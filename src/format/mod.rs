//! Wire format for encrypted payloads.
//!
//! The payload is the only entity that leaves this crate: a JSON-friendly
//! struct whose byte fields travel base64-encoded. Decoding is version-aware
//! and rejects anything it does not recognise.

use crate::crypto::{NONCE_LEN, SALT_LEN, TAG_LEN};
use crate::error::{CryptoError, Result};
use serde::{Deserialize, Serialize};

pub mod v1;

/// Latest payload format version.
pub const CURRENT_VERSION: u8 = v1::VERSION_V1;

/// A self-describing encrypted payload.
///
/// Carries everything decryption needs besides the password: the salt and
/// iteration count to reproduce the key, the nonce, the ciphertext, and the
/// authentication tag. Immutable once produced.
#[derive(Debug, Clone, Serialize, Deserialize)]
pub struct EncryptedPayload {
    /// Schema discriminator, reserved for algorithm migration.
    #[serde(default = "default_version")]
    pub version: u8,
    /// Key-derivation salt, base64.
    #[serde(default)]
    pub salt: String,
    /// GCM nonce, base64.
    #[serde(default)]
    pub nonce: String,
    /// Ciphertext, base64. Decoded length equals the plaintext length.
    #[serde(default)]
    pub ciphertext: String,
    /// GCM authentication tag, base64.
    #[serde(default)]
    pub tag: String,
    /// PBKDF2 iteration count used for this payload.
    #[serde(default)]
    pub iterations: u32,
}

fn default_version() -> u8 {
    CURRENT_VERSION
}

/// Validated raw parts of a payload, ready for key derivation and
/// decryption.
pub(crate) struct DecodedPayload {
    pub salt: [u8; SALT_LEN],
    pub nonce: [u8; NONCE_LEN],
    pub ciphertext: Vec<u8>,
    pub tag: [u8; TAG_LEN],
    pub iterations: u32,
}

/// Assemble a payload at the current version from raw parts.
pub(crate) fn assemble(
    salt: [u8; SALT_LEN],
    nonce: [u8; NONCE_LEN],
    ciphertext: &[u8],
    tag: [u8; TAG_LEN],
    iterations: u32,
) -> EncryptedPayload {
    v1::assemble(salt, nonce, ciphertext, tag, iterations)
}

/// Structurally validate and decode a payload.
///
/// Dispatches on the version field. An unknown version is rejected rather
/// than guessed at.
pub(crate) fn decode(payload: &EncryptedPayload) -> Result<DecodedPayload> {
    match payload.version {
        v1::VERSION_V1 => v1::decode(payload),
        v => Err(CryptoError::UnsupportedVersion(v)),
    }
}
-- -- --
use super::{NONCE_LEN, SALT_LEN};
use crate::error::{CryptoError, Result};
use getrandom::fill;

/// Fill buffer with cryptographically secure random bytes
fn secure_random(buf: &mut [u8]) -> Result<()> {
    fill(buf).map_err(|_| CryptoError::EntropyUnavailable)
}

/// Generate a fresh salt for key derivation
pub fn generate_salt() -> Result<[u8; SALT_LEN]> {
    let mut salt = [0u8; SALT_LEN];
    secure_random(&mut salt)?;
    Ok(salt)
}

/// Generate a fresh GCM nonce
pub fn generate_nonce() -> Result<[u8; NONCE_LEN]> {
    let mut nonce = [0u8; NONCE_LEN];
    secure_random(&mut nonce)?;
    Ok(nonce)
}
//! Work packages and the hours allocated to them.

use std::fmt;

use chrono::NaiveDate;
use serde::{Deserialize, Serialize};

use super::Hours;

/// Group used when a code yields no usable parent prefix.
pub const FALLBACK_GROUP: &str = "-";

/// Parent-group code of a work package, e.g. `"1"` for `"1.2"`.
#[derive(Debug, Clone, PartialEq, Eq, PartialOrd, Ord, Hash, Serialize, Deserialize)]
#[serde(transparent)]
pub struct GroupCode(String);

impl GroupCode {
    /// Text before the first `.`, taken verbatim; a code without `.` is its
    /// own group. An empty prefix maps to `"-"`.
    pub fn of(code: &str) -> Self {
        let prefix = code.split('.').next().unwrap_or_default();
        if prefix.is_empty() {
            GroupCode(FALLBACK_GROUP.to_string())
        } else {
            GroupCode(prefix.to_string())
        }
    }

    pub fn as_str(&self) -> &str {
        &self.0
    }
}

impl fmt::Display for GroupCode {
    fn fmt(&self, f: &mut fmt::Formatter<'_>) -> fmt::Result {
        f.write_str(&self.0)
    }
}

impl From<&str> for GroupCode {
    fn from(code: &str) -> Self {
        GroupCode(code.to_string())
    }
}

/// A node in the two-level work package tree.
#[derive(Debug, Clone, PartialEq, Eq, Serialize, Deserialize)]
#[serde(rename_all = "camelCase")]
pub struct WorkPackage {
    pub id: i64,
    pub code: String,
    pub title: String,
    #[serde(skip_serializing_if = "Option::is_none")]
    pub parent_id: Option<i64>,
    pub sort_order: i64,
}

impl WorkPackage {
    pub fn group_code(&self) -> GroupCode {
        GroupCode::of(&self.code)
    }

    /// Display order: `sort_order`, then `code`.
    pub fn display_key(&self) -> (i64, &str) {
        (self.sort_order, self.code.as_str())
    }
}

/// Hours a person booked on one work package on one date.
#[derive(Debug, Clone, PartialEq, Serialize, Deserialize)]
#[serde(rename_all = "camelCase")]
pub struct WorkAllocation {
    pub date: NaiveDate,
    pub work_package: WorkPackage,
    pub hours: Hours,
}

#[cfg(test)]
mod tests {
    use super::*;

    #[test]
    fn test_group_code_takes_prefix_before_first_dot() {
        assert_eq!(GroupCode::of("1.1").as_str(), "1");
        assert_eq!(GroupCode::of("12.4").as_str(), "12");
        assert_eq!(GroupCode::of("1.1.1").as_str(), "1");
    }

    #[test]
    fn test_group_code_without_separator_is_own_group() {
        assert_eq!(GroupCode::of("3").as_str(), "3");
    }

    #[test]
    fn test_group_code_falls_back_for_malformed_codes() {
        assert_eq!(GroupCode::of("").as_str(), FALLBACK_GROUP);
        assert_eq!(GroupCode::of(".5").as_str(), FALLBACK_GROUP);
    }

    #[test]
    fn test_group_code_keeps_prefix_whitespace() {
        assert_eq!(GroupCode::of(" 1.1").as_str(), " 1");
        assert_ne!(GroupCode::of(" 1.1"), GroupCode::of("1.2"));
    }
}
-- -- --
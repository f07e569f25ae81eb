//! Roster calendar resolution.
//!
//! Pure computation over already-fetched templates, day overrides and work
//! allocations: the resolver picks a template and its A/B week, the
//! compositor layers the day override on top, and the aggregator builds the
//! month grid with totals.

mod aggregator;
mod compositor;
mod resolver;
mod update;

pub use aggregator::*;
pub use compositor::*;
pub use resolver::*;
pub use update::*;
-- -- --
Exercise
Across all the material above, work out how many lines hold the word "derive", and answer with that number only.

Response for this exercise
4